WHAT YOU HAVE TO DO:
From the line with "use tt_core::Result;" to the line with "the hadronic top.", retype every line exactly, including those two, and leave out the rest of the data below.

Dataset entries:
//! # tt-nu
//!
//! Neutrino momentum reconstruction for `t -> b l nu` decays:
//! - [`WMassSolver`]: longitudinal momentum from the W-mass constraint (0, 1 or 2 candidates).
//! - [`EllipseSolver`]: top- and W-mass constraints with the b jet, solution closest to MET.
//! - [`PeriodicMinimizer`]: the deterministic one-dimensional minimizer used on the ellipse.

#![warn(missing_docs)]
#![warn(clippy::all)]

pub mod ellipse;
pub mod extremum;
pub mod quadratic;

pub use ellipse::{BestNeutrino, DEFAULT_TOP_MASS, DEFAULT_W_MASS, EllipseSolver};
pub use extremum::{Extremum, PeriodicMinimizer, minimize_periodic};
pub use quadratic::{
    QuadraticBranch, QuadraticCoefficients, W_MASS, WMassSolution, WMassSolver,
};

--

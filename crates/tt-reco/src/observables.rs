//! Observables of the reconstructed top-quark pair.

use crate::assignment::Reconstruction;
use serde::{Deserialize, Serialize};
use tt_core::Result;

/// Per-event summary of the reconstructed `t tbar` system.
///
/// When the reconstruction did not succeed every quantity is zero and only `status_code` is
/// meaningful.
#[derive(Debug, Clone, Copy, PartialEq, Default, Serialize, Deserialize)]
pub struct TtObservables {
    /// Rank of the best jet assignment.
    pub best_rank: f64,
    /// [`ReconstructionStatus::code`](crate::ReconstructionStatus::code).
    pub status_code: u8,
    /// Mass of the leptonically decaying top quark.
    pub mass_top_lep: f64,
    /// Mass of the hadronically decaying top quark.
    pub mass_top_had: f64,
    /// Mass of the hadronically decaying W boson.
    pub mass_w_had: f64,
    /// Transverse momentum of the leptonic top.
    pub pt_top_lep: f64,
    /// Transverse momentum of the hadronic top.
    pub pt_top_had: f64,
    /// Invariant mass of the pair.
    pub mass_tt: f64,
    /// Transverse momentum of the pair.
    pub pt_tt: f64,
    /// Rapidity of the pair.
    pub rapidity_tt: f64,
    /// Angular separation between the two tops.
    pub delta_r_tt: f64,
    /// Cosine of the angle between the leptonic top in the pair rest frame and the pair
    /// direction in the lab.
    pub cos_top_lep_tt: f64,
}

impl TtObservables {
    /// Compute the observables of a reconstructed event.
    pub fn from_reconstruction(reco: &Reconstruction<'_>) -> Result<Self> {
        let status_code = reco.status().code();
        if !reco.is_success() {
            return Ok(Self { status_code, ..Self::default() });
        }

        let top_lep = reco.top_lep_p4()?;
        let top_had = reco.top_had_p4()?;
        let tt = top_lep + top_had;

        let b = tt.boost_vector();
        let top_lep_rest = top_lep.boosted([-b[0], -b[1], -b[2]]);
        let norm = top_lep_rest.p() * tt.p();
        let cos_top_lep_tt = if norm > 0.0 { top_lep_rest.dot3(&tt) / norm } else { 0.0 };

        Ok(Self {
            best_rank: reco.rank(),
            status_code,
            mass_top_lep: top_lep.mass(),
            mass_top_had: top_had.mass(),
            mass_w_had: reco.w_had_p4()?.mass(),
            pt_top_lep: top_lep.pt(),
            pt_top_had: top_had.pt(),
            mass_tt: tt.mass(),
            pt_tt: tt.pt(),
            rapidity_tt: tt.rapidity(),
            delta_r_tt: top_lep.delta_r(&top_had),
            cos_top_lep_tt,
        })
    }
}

* * *

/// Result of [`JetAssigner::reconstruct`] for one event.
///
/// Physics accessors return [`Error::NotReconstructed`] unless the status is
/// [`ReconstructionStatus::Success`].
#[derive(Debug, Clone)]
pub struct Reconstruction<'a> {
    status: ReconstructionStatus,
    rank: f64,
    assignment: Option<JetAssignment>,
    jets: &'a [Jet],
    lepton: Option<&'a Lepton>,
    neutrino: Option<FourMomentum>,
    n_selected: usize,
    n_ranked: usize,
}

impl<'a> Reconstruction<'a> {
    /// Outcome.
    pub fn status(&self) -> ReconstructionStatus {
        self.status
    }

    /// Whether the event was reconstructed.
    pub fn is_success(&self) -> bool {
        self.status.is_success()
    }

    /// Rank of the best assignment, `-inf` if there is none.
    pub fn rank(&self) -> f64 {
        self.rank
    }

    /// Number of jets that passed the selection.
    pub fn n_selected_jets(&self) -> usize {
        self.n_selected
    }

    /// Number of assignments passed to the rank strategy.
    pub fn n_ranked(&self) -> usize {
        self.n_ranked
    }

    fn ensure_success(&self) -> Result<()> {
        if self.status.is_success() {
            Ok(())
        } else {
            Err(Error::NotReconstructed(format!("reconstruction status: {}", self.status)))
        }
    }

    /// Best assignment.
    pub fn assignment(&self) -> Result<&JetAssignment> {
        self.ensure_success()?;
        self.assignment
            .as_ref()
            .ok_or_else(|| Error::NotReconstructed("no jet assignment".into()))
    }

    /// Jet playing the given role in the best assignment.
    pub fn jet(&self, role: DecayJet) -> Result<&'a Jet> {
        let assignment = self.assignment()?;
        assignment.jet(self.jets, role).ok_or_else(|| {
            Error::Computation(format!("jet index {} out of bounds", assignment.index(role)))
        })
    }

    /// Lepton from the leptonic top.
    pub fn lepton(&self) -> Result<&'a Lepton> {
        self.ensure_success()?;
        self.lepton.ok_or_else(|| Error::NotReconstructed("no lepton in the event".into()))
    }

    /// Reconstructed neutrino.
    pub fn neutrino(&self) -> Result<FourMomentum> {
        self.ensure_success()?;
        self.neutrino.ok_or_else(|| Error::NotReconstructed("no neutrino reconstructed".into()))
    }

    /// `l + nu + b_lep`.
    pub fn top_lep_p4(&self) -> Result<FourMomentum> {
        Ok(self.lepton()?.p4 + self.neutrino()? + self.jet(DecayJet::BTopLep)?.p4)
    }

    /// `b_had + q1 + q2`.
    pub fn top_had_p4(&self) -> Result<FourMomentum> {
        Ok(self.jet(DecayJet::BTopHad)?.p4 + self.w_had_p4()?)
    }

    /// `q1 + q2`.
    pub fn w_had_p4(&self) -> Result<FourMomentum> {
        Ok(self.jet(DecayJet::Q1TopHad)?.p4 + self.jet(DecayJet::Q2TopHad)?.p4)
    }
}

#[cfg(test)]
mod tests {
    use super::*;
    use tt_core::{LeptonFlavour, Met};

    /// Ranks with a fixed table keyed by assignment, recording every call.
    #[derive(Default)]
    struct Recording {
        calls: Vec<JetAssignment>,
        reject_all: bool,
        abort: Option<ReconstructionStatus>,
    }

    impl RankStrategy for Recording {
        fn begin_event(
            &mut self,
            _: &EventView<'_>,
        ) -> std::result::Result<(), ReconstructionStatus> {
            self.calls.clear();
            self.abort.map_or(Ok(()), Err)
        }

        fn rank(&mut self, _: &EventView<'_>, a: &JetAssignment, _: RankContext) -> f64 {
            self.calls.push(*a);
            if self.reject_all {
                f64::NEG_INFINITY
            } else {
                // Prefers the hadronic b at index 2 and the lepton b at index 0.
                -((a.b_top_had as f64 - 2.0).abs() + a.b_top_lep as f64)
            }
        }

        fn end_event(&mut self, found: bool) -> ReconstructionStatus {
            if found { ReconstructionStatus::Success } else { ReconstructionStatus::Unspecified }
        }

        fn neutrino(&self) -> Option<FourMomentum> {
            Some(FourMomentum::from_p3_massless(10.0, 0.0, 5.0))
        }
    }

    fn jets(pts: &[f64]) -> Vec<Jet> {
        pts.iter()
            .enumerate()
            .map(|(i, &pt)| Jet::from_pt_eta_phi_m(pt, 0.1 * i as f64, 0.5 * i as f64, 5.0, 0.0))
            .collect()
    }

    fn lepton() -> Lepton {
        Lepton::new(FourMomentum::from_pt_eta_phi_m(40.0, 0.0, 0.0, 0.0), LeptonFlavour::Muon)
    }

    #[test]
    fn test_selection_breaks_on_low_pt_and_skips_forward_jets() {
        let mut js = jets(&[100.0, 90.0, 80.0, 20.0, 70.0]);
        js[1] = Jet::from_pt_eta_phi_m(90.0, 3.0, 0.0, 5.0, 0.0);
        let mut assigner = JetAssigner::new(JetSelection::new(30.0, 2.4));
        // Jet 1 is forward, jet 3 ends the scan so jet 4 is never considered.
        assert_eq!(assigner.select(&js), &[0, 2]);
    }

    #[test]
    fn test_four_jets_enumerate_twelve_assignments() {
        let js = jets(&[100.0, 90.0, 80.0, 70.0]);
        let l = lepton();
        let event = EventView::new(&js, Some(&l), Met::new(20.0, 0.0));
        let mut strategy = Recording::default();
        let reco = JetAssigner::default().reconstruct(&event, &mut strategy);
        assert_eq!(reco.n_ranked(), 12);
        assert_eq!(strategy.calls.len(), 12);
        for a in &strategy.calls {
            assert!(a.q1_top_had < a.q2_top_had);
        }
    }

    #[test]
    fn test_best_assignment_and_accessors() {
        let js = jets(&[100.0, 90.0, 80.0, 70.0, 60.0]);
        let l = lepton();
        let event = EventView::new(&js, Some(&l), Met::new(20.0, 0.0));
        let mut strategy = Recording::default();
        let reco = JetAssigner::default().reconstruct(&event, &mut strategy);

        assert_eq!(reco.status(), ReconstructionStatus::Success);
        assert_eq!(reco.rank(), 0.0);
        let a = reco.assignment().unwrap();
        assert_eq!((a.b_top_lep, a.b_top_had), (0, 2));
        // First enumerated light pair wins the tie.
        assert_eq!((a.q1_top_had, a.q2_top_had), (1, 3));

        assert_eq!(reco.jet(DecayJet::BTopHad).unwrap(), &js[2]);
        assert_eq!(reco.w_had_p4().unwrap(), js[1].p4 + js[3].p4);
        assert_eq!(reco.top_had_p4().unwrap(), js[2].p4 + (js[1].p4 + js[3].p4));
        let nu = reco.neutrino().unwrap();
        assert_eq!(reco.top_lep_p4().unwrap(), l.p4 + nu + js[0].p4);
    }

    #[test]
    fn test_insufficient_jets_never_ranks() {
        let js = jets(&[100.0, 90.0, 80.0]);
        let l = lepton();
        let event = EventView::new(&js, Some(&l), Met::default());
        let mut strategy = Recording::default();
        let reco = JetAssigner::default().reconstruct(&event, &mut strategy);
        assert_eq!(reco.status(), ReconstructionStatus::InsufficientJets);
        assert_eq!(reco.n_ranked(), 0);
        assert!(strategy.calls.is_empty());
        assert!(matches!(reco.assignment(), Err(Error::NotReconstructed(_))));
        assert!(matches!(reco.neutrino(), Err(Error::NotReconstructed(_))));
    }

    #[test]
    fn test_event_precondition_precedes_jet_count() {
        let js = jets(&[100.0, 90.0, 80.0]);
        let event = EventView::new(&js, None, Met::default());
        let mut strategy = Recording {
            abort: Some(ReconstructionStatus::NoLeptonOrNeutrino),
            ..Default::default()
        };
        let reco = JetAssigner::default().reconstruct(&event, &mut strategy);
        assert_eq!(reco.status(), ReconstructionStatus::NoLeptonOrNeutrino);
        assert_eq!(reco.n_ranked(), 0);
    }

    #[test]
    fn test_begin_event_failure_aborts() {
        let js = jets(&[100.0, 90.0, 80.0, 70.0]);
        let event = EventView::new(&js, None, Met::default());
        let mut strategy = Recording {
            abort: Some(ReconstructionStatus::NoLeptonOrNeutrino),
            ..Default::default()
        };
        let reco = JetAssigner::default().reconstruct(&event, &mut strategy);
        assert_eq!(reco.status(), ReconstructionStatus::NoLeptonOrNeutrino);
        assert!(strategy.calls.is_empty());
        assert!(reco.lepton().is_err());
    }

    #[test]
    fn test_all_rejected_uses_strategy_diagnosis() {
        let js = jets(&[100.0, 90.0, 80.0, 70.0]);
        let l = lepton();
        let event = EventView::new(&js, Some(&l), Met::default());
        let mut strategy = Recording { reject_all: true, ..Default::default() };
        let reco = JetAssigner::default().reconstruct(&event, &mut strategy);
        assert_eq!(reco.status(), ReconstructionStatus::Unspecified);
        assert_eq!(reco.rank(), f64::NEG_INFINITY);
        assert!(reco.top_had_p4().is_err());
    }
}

EXERCISE OUTPUT:
use tt_core::Result;

/// Per-event summary of the reconstructed `t tbar` system.
///
/// When the reconstruction did not succeed every quantity is zero and only `status_code` is
/// meaningful.
#[derive(Debug, Clone, Copy, PartialEq, Default, Serialize, Deserialize)]
pub struct TtObservables {
    /// Rank of the best jet assignment.
    pub best_rank: f64,
    /// [`ReconstructionStatus::code`](crate::ReconstructionStatus::code).
    pub status_code: u8,
    /// Mass of the leptonically decaying top quark.
    pub mass_top_lep: f64,
    /// Mass of the hadronically decaying top quark.
    pub mass_top_had: f64,
    /// Mass of the hadronically decaying W boson.
    pub mass_w_had: f64,
    /// Transverse momentum of the leptonic top.
    pub pt_top_lep: f64,
    /// Transverse momentum of the hadronic top.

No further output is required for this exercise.